↓
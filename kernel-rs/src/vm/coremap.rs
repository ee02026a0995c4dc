//! The core map: who owns each physical frame.
//!
//! An ordered sequence of `(address space, virtual page, frame)` triples
//! with the most recently used at the tail. Touching a frame moves its
//! entry to the tail; the eviction victim is always the head — strict LRU.
//!
//! An entry leaves the map in exactly two ways: its owning address space
//! dies, or the frame is picked as victim. The frame bitmap and this map
//! agree at all times on which frames user pages hold.

use std::collections::VecDeque;
use std::sync::Arc;

use crate::vm::AddressSpace;

pub struct CoreEntry {
    pub space: Arc<AddressSpace>,
    pub vpn: u32,
    pub frame: u32,
}

pub struct CoreMap {
    entries: VecDeque<CoreEntry>,
}

impl CoreMap {
    pub fn new() -> Self {
        Self {
            entries: VecDeque::new(),
        }
    }

    /// Record that `space` holds `vpn` in `frame`, as the most recent use.
    pub fn store(&mut self, space: &Arc<AddressSpace>, vpn: u32, frame: u32) {
        debug_assert!(
            self.entries.iter().all(|e| e.frame != frame),
            "coremap: frame {} stored twice",
            frame
        );
        self.entries.push_back(CoreEntry {
            space: Arc::clone(space),
            vpn,
            frame,
        });
    }

    /// Mark a use of `frame`: move its entry to the tail.
    pub fn access(&mut self, frame: u32) {
        if let Some(pos) = self.entries.iter().position(|e| e.frame == frame) {
            if let Some(entry) = self.entries.remove(pos) {
                self.entries.push_back(entry);
            }
        }
    }

    pub fn find(&self, frame: u32) -> Option<(Arc<AddressSpace>, u32)> {
        self.entries
            .iter()
            .find(|e| e.frame == frame)
            .map(|e| (Arc::clone(&e.space), e.vpn))
    }

    pub fn remove(&mut self, frame: u32) {
        self.entries.retain(|e| e.frame != frame);
    }

    /// Detach the least recently used entry. The caller evicts it.
    pub fn take_victim(&mut self) -> Option<CoreEntry> {
        self.entries.pop_front()
    }

    /// Drop every entry belonging to a dying address space.
    pub fn clean_space(&mut self, asid: usize) {
        self.entries.retain(|e| e.space.asid() != asid);
    }

    pub fn len(&self) -> usize {
        self.entries.len()
    }

    pub fn is_empty(&self) -> bool {
        self.entries.is_empty()
    }
}

impl Default for CoreMap {
    fn default() -> Self {
        Self::new()
    }
}
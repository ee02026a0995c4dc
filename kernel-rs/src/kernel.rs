//! The kernel context structure.
//!
//! Everything that was a global in a classic kernel hangs off one `Kernel`
//! value built at boot: the simulated machine, the disk and console
//! stacks, the file system and file table, the scheduler and process
//! table, and the paging state (core map plus frame bitmap). Subsystems
//! never reach for globals; they receive a `KernelCtx` naming this
//! structure and the current thread.

use std::sync::atomic::{AtomicUsize, Ordering};
use std::sync::Arc;

use crate::{
    bio::SynchDisk,
    console::SynchConsole,
    file::FileTable,
    fs::{Bitmap, FileSystem},
    machine::{Machine, MachineParams},
    param::MAX_PROCESSES,
    proc::{KernelCtx, ProcessTable, Scheduler, Thread},
    synch::Spinlock,
    vm::CoreMap,
};

pub struct Kernel {
    machine: Machine,
    disk: SynchDisk,
    console: SynchConsole,
    file_system: FileSystem,
    filetable: FileTable,
    scheduler: Scheduler,
    procs: ProcessTable,
    coremap: Spinlock<CoreMap>,
    /// Which physical frames user pages occupy.
    frames: Spinlock<Bitmap>,
    next_asid: AtomicUsize,
}

impl Kernel {
    /// Build the kernel over a machine with the given geometry.
    pub fn boot(params: MachineParams) -> Arc<Self> {
        Arc::new(Self {
            machine: Machine::new(&params),
            disk: SynchDisk::new(),
            console: SynchConsole::new(),
            file_system: FileSystem::new(params.format),
            filetable: FileTable::new(),
            scheduler: Scheduler::new(),
            procs: ProcessTable::new(),
            coremap: Spinlock::new("core map", CoreMap::new()),
            frames: Spinlock::new("frame map", Bitmap::new(params.num_phys_pages)),
            next_asid: AtomicUsize::new(0),
        })
    }

    /// Enter the kernel: the calling host thread becomes the first kernel
    /// thread, the file system comes up, and `f` runs with a context. The
    /// closure's return value is handed back out.
    pub fn run<F, R>(self: &Arc<Self>, f: F) -> R
    where
        F: FnOnce(&KernelCtx<'_>) -> R,
    {
        let main = Thread::new_main(self);
        self.scheduler.set_current(Arc::clone(&main));
        let ctx = KernelCtx::new(self, &main);
        self.file_system.init(&ctx);
        f(&ctx)
    }

    /// Flush the sector cache and stop the machine.
    pub fn halt(&self, ctx: &KernelCtx<'_>) {
        log::info!("halting the machine");
        self.disk.flush(ctx);
        self.machine.halt();
    }

    pub fn machine(&self) -> &Machine {
        &self.machine
    }

    pub fn disk(&self) -> &SynchDisk {
        &self.disk
    }

    pub fn console(&self) -> &SynchConsole {
        &self.console
    }

    pub fn fs(&self) -> &FileSystem {
        &self.file_system
    }

    pub fn filetable(&self) -> &FileTable {
        &self.filetable
    }

    pub fn scheduler(&self) -> &Scheduler {
        &self.scheduler
    }

    pub fn procs(&self) -> &ProcessTable {
        &self.procs
    }

    pub fn coremap(&self) -> &Spinlock<CoreMap> {
        &self.coremap
    }

    pub fn frames(&self) -> &Spinlock<Bitmap> {
        &self.frames
    }

    pub(crate) fn next_asid(&self) -> usize {
        self.next_asid.fetch_add(1, Ordering::Relaxed) % MAX_PROCESSES
    }
}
↑
=== How to complete this task ===
Look over the listing. Pull out every line with the string "console" in it.

=== Your response ===
//! value built at boot: the simulated machine, the disk and console
    console::SynchConsole,
    console: SynchConsole,
            console: SynchConsole::new(),
    pub fn console(&self) -> &SynchConsole {
        &self.console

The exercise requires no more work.